In the late fall of 1974, while I was living in Cincinnati, Ohio covering major league baseball, a letter on National Football League stationary arrived. Even though it was a form letter, it was personally signed by the NFL commissioner, Pete Rozelle – he was inviting me to cover the 1975 Super Bowl in New Orleans, Louisiana, saying my press credentials had been set aside. At that time, my sports writing had been confined to Major League Baseball and I was surprised because I had not requested press credentials for the game.
As hard as it is to believe today, the Super Bowl in those days was not even close to being the national holiday it has become. Looking back, it’s extraordinary that the commissioner of the NFL would be soliciting coverage from a not very celebrated baseball writer.
But, as I came to learn, this letter was very telling about the way Pete Rozelle did his job. Sunday’s Super Bowl game in Houston, Texas – with its gala events and massive money making machine – is due in no small part to the work of the finest commissioner of any sport, Pete Rozelle.
From my exposure to him, Rozelle was an impeccably tailored, courtly, urbane, understated genius: no detail escaped him, no opportunity for promotion eluded him and his ability to negotiate with hostile parties was nonpareil.
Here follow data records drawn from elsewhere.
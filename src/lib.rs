//! openai-helper library
//!
//! A small blocking client for the OpenAI API: text-to-speech with optional
//! local playback, strict structured output requests with inlined image and
//! text attachments, and file upload.
//!
//! ```no_run
//! use openai_helper::ai::{FieldDescriptor, FieldDescriptors, Message, OpenAiClient};
//!
//! let client = OpenAiClient::from_env().expect("OPENAI_API_KEY must be set");
//!
//! let mut fields = FieldDescriptors::new();
//! fields.insert("city".to_string(), FieldDescriptor::string("City named in the text"));
//!
//! let messages = vec![Message::user("I flew into Oslo last night.")];
//! if let Some(output) = client.structured_request(&messages, &fields) {
//!     println!("{:?}", output.get("city"));
//! }
//! ```

pub mod ai;
pub mod cli;
pub mod config;
pub mod files;
pub mod logging;
pub mod notify;
pub mod tts;
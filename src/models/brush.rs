// Copyright (c) 2025, Jason Jenkins
// SPDX-License-Identifier: BSD-3-Clause

//! Brush settings for mask painting.

use image::Rgba;

pub const DEFAULT_BRUSH_SIZE: f32 = 32.0;
pub const MIN_BRUSH_SIZE: f32 = 1.0;
pub const MAX_BRUSH_SIZE: f32 = 256.0;

/// Wheel delta (in eighths of a degree, 120 per notch) per pixel of brush size.
const WHEEL_DELTA_PER_PIXEL: f32 = 20.0;

/// Colour painted with the primary button (masked region).
pub const MASK_COLOR: Rgba<u8> = Rgba([0, 0, 0, 255]);

/// Colour painted with the secondary button (unmasked region).
pub const ERASE_COLOR: Rgba<u8> = Rgba([255, 255, 255, 255]);

/// Mouse button that started a stroke.
#[derive(Debug, Clone, Copy, PartialEq, Eq)]
pub enum PaintButton {
    /// Paints the mask colour.
    Primary,
    /// Erases back to white.
    Secondary,
}

impl PaintButton {
    pub fn color(self) -> Rgba<u8> {
        match self {
            PaintButton::Primary => MASK_COLOR,
            PaintButton::Secondary => ERASE_COLOR,
        }
    }
}

/// Round brush with a diameter in image pixels.
#[derive(Debug, Clone, Copy, PartialEq)]
pub struct Brush {
    size: f32,
}

impl Default for Brush {
    fn default() -> Self {
        Self::new(DEFAULT_BRUSH_SIZE)
    }
}

impl Brush {
    pub fn new(size: f32) -> Self {
        Self {
            size: clamp_size(size),
        }
    }

    pub fn size(&self) -> f32 {
        self.size
    }

    pub fn set_size(&mut self, size: f32) {
        self.size = clamp_size(size);
    }

    /// Grow or shrink from a wheel delta; one notch (120) changes the size by 6 px.
    pub fn adjust_by_wheel(&mut self, angle_delta: f32) {
        self.set_size(self.size + angle_delta / WHEEL_DELTA_PER_PIXEL);
    }
}

fn clamp_size(size: f32) -> f32 {
    if size.is_nan() {
        return DEFAULT_BRUSH_SIZE;
    }
    size.clamp(MIN_BRUSH_SIZE, MAX_BRUSH_SIZE)
}
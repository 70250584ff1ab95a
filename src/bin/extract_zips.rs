// Copyright (c) 2025, Jason Jenkins
// SPDX-License-Identifier: BSD-3-Clause

//! Extract every zip archive found below a folder into one output folder.

use anyhow::Result;
use clap::Parser;
use masktag::tools::extract::extract_zips;
use std::path::PathBuf;

#[derive(Parser, Debug)]
#[command(version, about = "Extract zip files from a folder (or a single zip) into an output folder")]
struct Args {
    /// Zip file or folder containing zip files
    input: PathBuf,

    /// Folder to extract into
    output: PathBuf,
}

fn main() -> Result<()> {
    env_logger::Builder::from_env(env_logger::Env::default().default_filter_or("info")).init();
    let args = Args::parse();

    let summary = extract_zips(&args.input, &args.output)?;
    log::info!(
        "Extracted {} archive(s) into {}, skipped {}",
        summary.extracted,
        args.output.display(),
        summary.skipped
    );
    Ok(())
}
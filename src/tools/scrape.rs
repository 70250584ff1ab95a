// Copyright (c) 2025, Jason Jenkins
// SPDX-License-Identifier: BSD-3-Clause

//! Fetch tags for downloaded booru images.
//!
//! Images are expected to be named `<prefix>_<post id>.<ext>`. For each image
//! without a `.tag` file the post JSON is fetched and its character and
//! general tags are written as one comma separated line.

use crate::io::sidecar::{is_image, Sidecars, TextKind, MASK_DIR};
use anyhow::{bail, Context, Result};
use serde::Deserialize;
use std::path::Path;
use walkdir::WalkDir;

pub const DEFAULT_BASE_URL: &str = "https://safebooru.donmai.us/posts";

const USER_AGENT: &str = concat!("masktag/", env!("CARGO_PKG_VERSION"));

/// The fields of a post we care about.
#[derive(Debug, Clone, Default, Deserialize, PartialEq, Eq)]
pub struct Post {
    #[serde(default)]
    pub tag_string_character: String,
    #[serde(default)]
    pub tag_string_general: String,
}

impl Post {
    /// `"<characters>, <general tags>"` with space separated tags turned into a comma list.
    pub fn tag_line(&self) -> String {
        let general = self.tag_string_general.split_whitespace().collect::<Vec<_>>().join(", ");
        let character = self.tag_string_character.trim();
        match (character.is_empty(), general.is_empty()) {
            (true, _) => general,
            (false, true) => character.to_string(),
            (false, false) => format!("{character}, {general}"),
        }
    }
}

/// Post id from a file name like `safebooru_12345.jpg`.
pub fn post_id(file_name: &str) -> Option<&str> {
    let stem = Path::new(file_name).file_stem()?.to_str()?;
    let id = stem.split('_').nth(1)?;
    if id.is_empty() {
        return None;
    }
    Some(id)
}

pub fn parse_post(json: &str) -> Result<Post> {
    Ok(serde_json::from_str(json)?)
}

#[derive(Debug, Default, Clone, Copy, PartialEq, Eq)]
pub struct ScrapeSummary {
    pub written: usize,
    /// Images that already had a tag file
    pub existing: usize,
    pub failed: usize,
}

pub struct TagScraper {
    client: reqwest::blocking::Client,
    base_url: String,
}

impl TagScraper {
    pub fn new(base_url: &str) -> Result<Self> {
        let client = reqwest::blocking::Client::builder()
            .user_agent(USER_AGENT)
            .build()
            .context("Failed to build HTTP client")?;
        Ok(Self {
            client,
            base_url: base_url.trim_end_matches('/').to_string(),
        })
    }

    pub fn fetch_post(&self, id: &str) -> Result<Post> {
        let url = format!("{}/{}.json", self.base_url, id);
        let response = self
            .client
            .get(&url)
            .send()
            .with_context(|| format!("Request to {url} failed"))?;
        let status = response.status();
        if !status.is_success() {
            bail!("Error fetching tags for post {}, status code: {}", id, status);
        }
        let body = response
            .text()
            .with_context(|| format!("Failed to read response from {url}"))?;
        parse_post(&body).with_context(|| format!("Invalid post JSON from {url}"))
    }

    /// Tag one image unless it already has a `.tag` file. Returns true when a file was written.
    pub fn scrape_image(&self, image: &Path) -> Result<bool> {
        let sidecars = Sidecars::for_image(image);
        let tag_file = sidecars.primary_path(TextKind::Tags);
        if tag_file.exists() {
            return Ok(false);
        }
        let file_name = image.file_name().and_then(|n| n.to_str()).unwrap_or_default();
        let Some(id) = post_id(file_name) else {
            bail!("No post id in file name: {}", image.display());
        };
        let post = self.fetch_post(id)?;
        sidecars.write(TextKind::Tags, Some(&tag_file), &post.tag_line())?;
        log::info!("Tagged {}", image.display());
        Ok(true)
    }

    /// Tag every image below `dir`, skipping mask folders. Failures are logged and counted.
    pub fn scrape_directory(&self, dir: &Path) -> Result<ScrapeSummary> {
        let mut summary = ScrapeSummary::default();
        let walker = WalkDir::new(dir)
            .into_iter()
            .filter_entry(|e| !(e.file_type().is_dir() && e.file_name() == MASK_DIR));
        for entry in walker {
            let entry = entry.with_context(|| format!("Failed to walk {}", dir.display()))?;
            if entry.file_type().is_dir() {
                log::info!("Scanning {}", entry.path().display());
                continue;
            }
            if !is_image(entry.path()) {
                continue;
            }
            match self.scrape_image(entry.path()) {
                Ok(true) => summary.written += 1,
                Ok(false) => summary.existing += 1,
                Err(e) => {
                    log::warn!("{:#}", e);
                    summary.failed += 1;
                }
            }
        }
        Ok(summary)
    }
}
// Copyright (c) 2025, Jason Jenkins
// SPDX-License-Identifier: BSD-3-Clause

//! Image title and the delete button.

/// Display the title. Returns true when the delete button was clicked.
pub fn show(ui: &mut egui::Ui, title: &str, can_delete: bool) -> bool {
    let mut delete = false;
    ui.horizontal(|ui| {
        let button_width = 40.0;
        let title_width = (ui.available_width() - button_width - ui.spacing().item_spacing.x).max(0.0);
        ui.allocate_ui(egui::vec2(title_width, 40.0), |ui| {
            ui.vertical_centered(|ui| {
                ui.label(egui::RichText::new(title).size(14.0));
            });
        });

        let button = egui::Button::new(egui::RichText::new("🗑").size(18.0).color(egui::Color32::WHITE))
            .fill(egui::Color32::from_rgb(200, 40, 40))
            .min_size(egui::vec2(button_width, button_width));
        if ui
            .add_enabled(can_delete, button)
            .on_hover_text("Delete image (Delete)")
            .clicked()
        {
            delete = true;
        }
    });
    delete
}
// Copyright (c) 2025, Jason Jenkins
// SPDX-License-Identifier: BSD-3-Clause

//! MaskTag - image dataset labeling
//!
//! A cross-platform desktop application for painting masks and editing
//! captions and tags for folders of training images.

use anyhow::Result;
use clap::Parser;
use masktag::app::LabelerApp;
use masktag::config;
use std::path::PathBuf;

#[derive(Parser, Debug)]
#[command(version, about = "Paint masks and edit captions and tags for a folder of images")]
struct Args {
    /// Folder to open (defaults to the last opened folder)
    folder: Option<PathBuf>,

    /// Settings file to use instead of the platform default
    #[arg(long)]
    config: Option<PathBuf>,
}

fn main() -> Result<()> {
    let args = Args::parse();

    let settings_path = args.config.or_else(config::default_path);
    let settings = settings_path
        .as_deref()
        .map(config::load_from_path)
        .unwrap_or_default();

    // Initialize logging, RUST_LOG overrides the configured level
    env_logger::Builder::from_env(env_logger::Env::default().default_filter_or(settings.log_level.as_str())).init();

    let folder = args.folder.or_else(|| settings.last_folder.clone());
    log::info!("Settings file: {:?}", settings_path);

    // Configure egui options
    let options = eframe::NativeOptions {
        viewport: egui::ViewportBuilder::default()
            .with_inner_size([1024.0, 900.0])
            .with_min_inner_size([640.0, 480.0])
            .with_title("MaskTag"),
        ..Default::default()
    };

    // Run the application
    eframe::run_native(
        "MaskTag",
        options,
        Box::new(|_cc| Ok(Box::new(LabelerApp::new(settings, settings_path, folder)))),
    )
    .map_err(|e| anyhow::anyhow!("Application error: {}", e))?;

    Ok(())
}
In a room full of reporters Pete managed to connect on an individual basis with keen wit, perceptiveness and a total command of the facts. He knew how to build relationships with everyone. The letter I received from him is an example of the way he did business: no stone left unturned, no opportunity missed, he simply wanted more coverage for this game.
Just to demonstrate how much things have changed, the 1975 Super Bowl was viewed by 56 million; last year’s Super Bowl attracted an audience of 114.4 million. 30 second television commercials in 1975 went for $107,000; this year they are going for $5 million. The half time show this year will be performed by Lady Gaga; a college band did a tribute to Duke Ellington in the 1975 half time show.
Rozelle was commissioner of the League for almost 30 years: the Super Bowl was only one of his many accomplishments. He merged two leagues, fought through player strikes and negotiated numerous lucrative deals. In 1963, Sport Illustrated named his Sportsman of the Year. He was inducted into the Pro Football Hall of Fame in 1985.
The game will not see his like again.